> **EXERCISE DETAILS**:
Copy each line of the entries below that contains the string "contents".

━━━━━━━━

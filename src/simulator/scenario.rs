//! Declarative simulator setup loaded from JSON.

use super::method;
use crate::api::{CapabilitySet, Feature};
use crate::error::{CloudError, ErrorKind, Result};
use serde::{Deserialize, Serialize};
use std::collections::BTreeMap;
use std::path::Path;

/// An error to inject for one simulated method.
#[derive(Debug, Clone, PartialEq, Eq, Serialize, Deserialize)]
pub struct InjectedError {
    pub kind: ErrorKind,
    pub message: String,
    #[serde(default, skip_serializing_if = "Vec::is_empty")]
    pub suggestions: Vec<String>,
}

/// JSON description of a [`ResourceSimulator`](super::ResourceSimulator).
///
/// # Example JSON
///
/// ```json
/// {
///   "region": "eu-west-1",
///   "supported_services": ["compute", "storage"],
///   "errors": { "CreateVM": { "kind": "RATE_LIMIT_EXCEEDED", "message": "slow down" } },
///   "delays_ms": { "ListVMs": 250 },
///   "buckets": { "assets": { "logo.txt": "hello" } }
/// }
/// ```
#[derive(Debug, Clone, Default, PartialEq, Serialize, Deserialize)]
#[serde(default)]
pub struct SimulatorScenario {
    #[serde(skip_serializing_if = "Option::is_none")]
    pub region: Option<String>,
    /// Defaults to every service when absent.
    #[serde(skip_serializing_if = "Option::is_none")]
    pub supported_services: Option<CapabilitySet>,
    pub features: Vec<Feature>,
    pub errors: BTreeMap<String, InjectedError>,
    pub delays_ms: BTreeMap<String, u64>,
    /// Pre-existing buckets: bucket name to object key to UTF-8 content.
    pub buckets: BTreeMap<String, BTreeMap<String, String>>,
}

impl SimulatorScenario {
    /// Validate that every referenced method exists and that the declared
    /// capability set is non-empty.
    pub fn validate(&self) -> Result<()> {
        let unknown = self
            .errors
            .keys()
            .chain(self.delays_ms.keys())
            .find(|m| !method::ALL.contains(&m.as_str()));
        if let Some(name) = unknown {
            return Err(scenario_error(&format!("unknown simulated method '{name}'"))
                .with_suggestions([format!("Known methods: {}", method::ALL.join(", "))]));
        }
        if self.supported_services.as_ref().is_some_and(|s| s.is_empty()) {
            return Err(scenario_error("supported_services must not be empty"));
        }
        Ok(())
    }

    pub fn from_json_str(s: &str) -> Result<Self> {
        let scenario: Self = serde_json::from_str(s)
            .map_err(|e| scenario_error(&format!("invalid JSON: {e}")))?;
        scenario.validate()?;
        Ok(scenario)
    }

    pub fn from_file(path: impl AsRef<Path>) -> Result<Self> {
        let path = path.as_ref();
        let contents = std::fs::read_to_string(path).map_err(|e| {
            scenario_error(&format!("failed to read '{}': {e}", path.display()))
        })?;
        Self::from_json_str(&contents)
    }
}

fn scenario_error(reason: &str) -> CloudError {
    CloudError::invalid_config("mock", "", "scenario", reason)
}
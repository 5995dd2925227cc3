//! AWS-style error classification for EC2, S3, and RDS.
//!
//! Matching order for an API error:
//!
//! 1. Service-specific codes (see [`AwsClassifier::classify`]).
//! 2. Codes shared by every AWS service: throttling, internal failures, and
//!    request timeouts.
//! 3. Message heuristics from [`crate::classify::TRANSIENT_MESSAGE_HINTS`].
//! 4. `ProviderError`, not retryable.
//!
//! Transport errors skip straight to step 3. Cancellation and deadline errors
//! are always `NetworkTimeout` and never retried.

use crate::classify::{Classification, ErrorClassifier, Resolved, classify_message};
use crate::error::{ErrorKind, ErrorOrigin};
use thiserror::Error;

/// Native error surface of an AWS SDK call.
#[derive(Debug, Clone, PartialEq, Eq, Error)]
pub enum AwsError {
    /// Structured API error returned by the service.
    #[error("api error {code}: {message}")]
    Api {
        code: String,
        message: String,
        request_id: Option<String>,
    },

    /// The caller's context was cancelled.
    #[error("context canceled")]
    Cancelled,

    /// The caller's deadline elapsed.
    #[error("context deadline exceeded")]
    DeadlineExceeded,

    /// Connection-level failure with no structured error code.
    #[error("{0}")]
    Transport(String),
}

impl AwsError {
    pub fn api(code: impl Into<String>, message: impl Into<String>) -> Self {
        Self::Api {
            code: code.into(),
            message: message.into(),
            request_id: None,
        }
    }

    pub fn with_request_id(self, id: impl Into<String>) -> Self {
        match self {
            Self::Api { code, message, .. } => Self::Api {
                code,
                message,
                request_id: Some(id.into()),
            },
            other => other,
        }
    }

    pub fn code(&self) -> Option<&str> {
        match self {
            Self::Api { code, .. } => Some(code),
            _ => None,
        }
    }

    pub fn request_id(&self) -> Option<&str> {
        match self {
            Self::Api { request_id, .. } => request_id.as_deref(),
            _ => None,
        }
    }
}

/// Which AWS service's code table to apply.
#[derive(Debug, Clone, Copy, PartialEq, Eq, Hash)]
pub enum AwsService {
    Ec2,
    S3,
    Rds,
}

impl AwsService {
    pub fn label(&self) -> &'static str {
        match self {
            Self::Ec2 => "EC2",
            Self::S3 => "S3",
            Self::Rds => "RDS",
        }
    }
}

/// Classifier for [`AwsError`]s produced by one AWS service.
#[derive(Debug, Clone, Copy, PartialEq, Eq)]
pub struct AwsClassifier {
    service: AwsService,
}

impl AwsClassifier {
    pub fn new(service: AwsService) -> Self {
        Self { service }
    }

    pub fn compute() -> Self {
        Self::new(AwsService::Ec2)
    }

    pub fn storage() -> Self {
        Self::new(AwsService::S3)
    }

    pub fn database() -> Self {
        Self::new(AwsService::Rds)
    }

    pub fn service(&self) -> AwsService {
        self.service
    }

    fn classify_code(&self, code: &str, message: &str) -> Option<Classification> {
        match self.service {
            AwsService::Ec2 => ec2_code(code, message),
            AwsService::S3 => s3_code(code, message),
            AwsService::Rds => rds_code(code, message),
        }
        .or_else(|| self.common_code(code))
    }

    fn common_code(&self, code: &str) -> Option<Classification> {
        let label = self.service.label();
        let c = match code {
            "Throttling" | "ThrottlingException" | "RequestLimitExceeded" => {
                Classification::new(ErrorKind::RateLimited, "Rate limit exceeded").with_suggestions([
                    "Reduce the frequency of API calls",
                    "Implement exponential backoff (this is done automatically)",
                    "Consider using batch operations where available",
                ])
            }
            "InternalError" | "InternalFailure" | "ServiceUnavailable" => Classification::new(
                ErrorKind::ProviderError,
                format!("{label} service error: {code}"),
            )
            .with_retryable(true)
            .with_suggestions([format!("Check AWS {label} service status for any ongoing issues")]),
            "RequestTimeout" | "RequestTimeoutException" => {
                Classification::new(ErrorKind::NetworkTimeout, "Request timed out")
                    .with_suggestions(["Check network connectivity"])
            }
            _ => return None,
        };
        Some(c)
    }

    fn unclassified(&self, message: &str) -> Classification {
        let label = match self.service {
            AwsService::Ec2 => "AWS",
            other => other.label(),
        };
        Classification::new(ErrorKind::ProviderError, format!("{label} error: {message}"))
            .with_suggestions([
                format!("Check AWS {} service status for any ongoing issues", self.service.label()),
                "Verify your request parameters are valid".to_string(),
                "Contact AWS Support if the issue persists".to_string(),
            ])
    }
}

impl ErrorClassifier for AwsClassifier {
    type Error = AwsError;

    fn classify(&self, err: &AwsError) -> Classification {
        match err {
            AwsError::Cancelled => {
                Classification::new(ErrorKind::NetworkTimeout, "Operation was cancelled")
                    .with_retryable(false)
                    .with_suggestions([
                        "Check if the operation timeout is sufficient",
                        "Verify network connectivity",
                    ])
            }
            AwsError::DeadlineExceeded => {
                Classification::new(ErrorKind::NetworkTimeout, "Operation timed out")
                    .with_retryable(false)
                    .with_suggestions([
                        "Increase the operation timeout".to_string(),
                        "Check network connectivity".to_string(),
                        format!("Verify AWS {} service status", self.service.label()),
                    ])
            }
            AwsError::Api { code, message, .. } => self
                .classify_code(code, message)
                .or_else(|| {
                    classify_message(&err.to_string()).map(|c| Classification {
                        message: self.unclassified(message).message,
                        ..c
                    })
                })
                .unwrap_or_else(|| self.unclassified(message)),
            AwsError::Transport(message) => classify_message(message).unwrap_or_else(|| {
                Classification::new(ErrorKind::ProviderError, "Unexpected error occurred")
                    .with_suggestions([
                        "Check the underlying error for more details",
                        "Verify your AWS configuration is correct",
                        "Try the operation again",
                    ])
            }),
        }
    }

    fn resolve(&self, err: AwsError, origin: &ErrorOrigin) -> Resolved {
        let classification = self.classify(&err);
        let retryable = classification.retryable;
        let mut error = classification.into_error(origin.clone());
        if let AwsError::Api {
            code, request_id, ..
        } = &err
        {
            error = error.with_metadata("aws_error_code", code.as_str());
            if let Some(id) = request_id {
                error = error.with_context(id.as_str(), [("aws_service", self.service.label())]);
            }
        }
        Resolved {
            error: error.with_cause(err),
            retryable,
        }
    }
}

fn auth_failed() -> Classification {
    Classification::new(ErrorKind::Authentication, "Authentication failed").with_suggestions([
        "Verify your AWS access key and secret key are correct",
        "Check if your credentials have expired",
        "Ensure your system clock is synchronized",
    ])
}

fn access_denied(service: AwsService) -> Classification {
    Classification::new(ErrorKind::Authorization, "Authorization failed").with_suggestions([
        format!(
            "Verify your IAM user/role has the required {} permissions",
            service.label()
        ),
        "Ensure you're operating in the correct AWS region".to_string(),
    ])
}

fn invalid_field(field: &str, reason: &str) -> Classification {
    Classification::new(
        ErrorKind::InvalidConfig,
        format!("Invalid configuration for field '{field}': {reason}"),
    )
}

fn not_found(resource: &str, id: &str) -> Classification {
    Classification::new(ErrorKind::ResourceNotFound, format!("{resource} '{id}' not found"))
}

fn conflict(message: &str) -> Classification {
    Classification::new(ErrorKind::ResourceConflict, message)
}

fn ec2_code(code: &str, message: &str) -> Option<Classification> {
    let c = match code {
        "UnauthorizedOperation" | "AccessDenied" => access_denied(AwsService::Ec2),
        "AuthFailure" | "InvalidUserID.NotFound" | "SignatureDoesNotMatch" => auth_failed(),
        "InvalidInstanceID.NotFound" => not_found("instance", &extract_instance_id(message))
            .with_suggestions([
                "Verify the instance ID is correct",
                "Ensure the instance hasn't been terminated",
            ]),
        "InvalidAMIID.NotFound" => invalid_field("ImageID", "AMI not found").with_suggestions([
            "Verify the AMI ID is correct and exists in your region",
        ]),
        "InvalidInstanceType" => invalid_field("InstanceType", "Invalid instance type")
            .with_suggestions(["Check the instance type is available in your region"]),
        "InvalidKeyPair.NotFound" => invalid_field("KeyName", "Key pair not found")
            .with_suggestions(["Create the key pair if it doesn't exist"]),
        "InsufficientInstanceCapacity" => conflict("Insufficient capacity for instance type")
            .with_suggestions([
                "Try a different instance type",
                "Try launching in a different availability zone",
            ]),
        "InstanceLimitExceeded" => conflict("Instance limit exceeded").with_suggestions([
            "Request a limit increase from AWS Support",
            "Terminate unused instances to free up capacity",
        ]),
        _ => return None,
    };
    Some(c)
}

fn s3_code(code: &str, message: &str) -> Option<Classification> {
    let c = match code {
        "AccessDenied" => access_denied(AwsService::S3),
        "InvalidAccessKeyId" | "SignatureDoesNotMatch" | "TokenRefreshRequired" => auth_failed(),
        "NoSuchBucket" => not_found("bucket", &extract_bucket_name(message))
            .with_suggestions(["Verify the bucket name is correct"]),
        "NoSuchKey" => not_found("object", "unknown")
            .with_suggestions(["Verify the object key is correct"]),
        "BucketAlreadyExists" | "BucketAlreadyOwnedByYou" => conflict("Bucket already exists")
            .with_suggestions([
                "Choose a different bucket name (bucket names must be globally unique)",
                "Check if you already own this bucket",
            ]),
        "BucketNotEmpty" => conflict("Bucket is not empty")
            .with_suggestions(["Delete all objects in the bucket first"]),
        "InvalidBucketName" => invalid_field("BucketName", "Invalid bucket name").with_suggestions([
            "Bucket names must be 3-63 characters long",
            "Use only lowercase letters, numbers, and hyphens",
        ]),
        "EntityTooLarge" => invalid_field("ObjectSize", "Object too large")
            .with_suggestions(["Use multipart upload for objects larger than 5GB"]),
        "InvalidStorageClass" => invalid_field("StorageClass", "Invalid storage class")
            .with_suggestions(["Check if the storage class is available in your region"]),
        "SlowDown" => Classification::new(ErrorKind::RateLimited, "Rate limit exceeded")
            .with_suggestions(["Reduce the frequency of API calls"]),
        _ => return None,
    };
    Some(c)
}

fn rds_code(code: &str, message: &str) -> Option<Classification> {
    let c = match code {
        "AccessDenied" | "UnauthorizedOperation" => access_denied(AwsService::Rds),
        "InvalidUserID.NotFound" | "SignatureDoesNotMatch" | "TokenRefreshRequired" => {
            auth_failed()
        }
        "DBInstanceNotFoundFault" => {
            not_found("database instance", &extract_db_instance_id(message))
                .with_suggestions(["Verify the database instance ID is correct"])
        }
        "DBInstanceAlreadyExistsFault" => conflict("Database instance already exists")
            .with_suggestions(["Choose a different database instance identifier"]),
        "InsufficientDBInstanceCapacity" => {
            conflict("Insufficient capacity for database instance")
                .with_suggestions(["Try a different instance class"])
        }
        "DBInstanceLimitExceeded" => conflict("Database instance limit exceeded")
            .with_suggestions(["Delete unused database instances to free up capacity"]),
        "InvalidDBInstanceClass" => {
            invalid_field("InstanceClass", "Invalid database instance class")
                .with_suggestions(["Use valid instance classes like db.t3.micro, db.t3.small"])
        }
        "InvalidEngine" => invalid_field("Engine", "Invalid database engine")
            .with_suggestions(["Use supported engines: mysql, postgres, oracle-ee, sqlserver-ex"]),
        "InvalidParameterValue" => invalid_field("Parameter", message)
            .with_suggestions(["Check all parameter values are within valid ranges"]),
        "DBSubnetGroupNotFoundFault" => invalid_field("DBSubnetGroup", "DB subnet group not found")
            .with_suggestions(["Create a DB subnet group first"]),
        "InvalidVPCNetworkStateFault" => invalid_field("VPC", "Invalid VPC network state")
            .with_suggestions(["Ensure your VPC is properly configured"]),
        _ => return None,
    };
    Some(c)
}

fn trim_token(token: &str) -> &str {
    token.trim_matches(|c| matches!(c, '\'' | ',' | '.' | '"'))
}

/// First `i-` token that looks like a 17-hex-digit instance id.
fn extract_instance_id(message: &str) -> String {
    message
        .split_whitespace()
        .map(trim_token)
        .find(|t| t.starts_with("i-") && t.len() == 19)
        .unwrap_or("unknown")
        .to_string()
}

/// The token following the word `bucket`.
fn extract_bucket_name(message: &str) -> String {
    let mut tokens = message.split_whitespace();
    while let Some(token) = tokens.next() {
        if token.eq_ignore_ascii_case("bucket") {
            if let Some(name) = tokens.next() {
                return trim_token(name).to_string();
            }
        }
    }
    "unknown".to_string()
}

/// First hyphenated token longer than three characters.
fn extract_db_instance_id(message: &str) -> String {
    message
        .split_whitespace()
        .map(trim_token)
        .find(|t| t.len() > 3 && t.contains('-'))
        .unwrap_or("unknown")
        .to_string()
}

━━━━━━━━

> **PROBLEM SOLUTION**:
        let contents = std::fs::read_to_string(path).map_err(|e| {
        Self::from_json_str(&contents)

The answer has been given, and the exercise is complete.